Data items
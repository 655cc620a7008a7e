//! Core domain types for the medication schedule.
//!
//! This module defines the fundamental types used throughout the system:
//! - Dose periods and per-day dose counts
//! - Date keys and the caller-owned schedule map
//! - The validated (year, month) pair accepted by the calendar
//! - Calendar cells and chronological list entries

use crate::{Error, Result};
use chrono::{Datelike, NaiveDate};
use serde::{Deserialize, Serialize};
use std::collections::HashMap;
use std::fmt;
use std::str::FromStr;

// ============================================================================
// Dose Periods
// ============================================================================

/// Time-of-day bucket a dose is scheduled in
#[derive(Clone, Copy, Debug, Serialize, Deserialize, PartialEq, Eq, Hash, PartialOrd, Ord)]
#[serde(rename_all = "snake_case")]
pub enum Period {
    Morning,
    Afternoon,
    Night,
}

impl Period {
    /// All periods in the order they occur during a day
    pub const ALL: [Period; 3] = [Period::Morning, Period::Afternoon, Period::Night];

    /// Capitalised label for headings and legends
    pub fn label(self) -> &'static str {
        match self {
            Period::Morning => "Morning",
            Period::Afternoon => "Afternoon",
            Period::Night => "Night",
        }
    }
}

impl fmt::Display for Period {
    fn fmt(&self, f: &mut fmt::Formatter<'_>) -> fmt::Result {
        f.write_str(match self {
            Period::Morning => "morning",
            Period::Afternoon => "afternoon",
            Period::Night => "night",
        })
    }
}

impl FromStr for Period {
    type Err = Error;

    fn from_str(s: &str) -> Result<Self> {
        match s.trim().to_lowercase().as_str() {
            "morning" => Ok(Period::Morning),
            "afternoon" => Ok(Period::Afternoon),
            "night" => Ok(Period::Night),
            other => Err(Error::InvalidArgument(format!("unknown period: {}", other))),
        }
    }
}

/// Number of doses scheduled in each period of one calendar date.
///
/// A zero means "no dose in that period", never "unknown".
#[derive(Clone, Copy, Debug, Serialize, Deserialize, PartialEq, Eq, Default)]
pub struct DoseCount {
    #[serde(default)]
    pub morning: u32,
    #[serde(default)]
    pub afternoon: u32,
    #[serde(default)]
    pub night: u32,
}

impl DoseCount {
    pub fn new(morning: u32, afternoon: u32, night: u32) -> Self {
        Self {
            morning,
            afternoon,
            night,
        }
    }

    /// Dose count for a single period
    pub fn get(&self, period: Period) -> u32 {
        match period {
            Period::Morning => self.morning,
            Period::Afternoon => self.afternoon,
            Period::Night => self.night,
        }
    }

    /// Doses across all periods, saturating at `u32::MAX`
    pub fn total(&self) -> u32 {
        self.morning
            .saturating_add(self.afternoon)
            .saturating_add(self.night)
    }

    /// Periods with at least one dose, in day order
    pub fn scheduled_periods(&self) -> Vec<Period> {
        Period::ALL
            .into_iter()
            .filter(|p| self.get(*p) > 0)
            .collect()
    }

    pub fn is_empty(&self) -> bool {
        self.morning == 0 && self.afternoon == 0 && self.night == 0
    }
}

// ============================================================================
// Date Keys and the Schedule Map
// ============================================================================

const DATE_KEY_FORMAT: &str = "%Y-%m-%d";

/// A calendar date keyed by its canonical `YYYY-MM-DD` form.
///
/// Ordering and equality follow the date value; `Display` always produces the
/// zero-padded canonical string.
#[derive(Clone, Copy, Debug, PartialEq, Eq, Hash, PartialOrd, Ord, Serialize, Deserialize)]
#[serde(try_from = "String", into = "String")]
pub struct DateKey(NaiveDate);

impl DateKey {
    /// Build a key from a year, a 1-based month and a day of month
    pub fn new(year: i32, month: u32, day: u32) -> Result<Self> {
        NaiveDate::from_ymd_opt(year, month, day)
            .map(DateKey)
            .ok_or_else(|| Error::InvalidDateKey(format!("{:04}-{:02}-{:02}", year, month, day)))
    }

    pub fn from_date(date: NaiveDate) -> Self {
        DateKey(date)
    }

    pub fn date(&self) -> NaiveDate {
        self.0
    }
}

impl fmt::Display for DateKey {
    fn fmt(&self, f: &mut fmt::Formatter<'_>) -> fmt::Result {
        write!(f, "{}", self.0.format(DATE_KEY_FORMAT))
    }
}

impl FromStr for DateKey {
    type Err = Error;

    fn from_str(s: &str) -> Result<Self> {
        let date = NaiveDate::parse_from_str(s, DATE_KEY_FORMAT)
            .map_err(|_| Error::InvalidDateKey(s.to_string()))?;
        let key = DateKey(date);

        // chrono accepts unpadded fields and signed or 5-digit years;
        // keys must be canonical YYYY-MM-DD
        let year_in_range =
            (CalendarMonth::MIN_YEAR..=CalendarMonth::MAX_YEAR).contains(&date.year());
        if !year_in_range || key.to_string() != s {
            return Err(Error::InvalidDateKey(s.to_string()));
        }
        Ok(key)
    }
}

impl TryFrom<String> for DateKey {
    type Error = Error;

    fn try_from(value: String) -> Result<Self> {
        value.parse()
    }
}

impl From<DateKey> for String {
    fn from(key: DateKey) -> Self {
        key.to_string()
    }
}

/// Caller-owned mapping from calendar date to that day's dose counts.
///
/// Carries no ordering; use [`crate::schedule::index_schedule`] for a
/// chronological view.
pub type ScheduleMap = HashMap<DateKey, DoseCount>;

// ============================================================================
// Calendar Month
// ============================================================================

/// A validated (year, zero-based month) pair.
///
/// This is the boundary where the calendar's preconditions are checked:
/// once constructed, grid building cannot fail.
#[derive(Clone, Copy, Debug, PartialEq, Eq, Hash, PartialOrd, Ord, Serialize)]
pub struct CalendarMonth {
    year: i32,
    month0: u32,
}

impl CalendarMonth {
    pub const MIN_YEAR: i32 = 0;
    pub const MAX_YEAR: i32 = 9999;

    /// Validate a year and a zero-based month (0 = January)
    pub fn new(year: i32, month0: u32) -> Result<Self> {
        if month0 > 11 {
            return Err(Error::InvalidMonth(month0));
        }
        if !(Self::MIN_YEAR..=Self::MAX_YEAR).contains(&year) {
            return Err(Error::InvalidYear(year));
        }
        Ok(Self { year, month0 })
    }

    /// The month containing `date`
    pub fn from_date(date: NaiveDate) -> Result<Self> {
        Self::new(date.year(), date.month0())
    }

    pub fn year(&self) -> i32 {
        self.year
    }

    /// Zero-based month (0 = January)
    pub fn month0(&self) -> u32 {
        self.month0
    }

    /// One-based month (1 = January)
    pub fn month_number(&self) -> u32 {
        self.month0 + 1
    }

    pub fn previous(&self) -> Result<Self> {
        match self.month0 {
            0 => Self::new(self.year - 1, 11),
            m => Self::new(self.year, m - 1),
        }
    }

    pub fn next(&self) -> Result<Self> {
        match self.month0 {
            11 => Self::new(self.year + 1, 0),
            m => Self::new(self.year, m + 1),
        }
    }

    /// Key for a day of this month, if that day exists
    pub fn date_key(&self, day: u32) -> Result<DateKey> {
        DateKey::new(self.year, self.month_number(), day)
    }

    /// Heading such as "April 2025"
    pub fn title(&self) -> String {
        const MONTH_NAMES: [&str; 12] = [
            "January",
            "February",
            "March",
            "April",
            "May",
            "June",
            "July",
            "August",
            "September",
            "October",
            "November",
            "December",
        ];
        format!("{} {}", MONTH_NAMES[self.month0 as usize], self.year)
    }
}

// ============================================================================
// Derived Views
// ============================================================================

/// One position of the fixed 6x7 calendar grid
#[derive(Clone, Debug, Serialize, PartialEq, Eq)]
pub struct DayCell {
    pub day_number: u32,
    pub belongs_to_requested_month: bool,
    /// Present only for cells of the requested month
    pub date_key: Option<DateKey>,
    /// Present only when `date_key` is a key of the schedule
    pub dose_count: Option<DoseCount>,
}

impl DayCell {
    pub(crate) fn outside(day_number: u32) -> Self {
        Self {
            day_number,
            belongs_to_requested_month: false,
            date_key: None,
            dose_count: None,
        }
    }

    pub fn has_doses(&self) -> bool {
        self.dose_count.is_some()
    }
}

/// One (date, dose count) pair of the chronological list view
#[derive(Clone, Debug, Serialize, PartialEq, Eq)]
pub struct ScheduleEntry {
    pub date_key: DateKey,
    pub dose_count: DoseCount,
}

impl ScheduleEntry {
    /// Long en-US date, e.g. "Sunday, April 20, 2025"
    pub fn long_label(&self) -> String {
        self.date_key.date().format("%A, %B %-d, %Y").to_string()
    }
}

▶ **WORK REQUEST**: Where does the string "Deserialize" appear in the records above? Show every line that holds it.

▶ **OUTPUT OF THE EXERCISE**:
use serde::{Deserialize, Serialize};
#[derive(Clone, Copy, Debug, Serialize, Deserialize, PartialEq, Eq, Hash, PartialOrd, Ord)]
#[derive(Clone, Copy, Debug, Serialize, Deserialize, PartialEq, Eq, Default)]
#[derive(Clone, Copy, Debug, PartialEq, Eq, Hash, PartialOrd, Ord, Serialize, Deserialize)]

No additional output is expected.